▸ **ABOUT THIS EXERCISE**:
Your output should be the lines of the data that follow, reproduced exactly from the first through the line bearing "or managed domain".

____ DATASET

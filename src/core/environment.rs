//! Shared environment state
//!
//! Holds what the console knows about the server it is connected to and the
//! logged in user. Cloning an [`Environment`] yields another handle to the
//! same state.

use crate::config::EnvironmentConfig;
use crate::core::access_control::AccessControlProvider;
use parking_lot::RwLock;
use serde::{Deserialize, Serialize};
use std::collections::BTreeSet;
use std::sync::Arc;
use tracing::debug;

/// Standalone server or managed domain
#[derive(Debug, Clone, Copy, PartialEq, Eq, Hash, Serialize, Deserialize, Default)]
#[serde(rename_all = "lowercase")]
pub enum OperationMode {
    #[default]
    Standalone,
    Domain,
}

/// The logged in user
#[derive(Debug, Clone, PartialEq, Eq, Serialize, Deserialize)]
pub struct User {
    pub name: String,
    pub roles: BTreeSet<String>,
}

impl User {
    pub fn new(name: impl Into<String>) -> Self {
        Self {
            name: name.into(),
            roles: BTreeSet::new(),
        }
    }

    pub fn has_role(&self, role: &str) -> bool {
        self.roles.contains(role)
    }
}

#[derive(Debug)]
struct EnvironmentState {
    mode: OperationMode,
    provider: AccessControlProvider,
    user: User,
    run_as: BTreeSet<String>,
}

/// Handle to the shared environment state
#[derive(Debug, Clone)]
pub struct Environment {
    state: Arc<RwLock<EnvironmentState>>,
}

impl Environment {
    pub fn new(mode: OperationMode, user: User) -> Self {
        Self {
            state: Arc::new(RwLock::new(EnvironmentState {
                mode,
                provider: AccessControlProvider::default(),
                user,
                run_as: BTreeSet::new(),
            })),
        }
    }

    pub fn from_config(config: &EnvironmentConfig) -> Self {
        let mut user = User::new(config.user.name.clone());
        user.roles = config.user.roles.iter().cloned().collect();

        let environment = Self::new(config.mode, user);
        {
            let mut state = environment.state.write();
            state.provider = config.access_control_provider;
            state.run_as = config.run_as.iter().cloned().collect();
        }
        environment
    }

    pub fn mode(&self) -> OperationMode {
        self.state.read().mode
    }

    pub fn is_standalone(&self) -> bool {
        self.mode() == OperationMode::Standalone
    }

    pub fn access_control_provider(&self) -> AccessControlProvider {
        self.state.read().provider
    }

    pub fn set_access_control_provider(&self, provider: AccessControlProvider) {
        debug!("Access control provider is now {}", provider);
        self.state.write().provider = provider;
    }

    pub fn user(&self) -> User {
        self.state.read().user.clone()
    }

    /// Replace the role names of the current user
    pub fn set_user_roles<I: IntoIterator<Item = String>>(&self, roles: I) {
        self.state.write().user.roles = roles.into_iter().collect();
    }

    pub fn run_as(&self) -> BTreeSet<String> {
        self.state.read().run_as.clone()
    }

    pub fn set_run_as<I: IntoIterator<Item = String>>(&self, roles: I) {
        self.state.write().run_as = roles.into_iter().collect();
    }
}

________

▸ **RESPONSE TO THIS EXERCISE**:
filename src/core/environment.rs
//! Shared environment state
//!
//! Holds what the console knows about the server it is connected to and the
//! logged in user. Cloning an [`Environment`] yields another handle to the
//! same state.

use crate::config::EnvironmentConfig;
use crate::core::access_control::AccessControlProvider;
use parking_lot::RwLock;
use serde::{Deserialize, Serialize};
use std::collections::BTreeSet;
use std::sync::Arc;
use tracing::debug;

/// Standalone server or managed domain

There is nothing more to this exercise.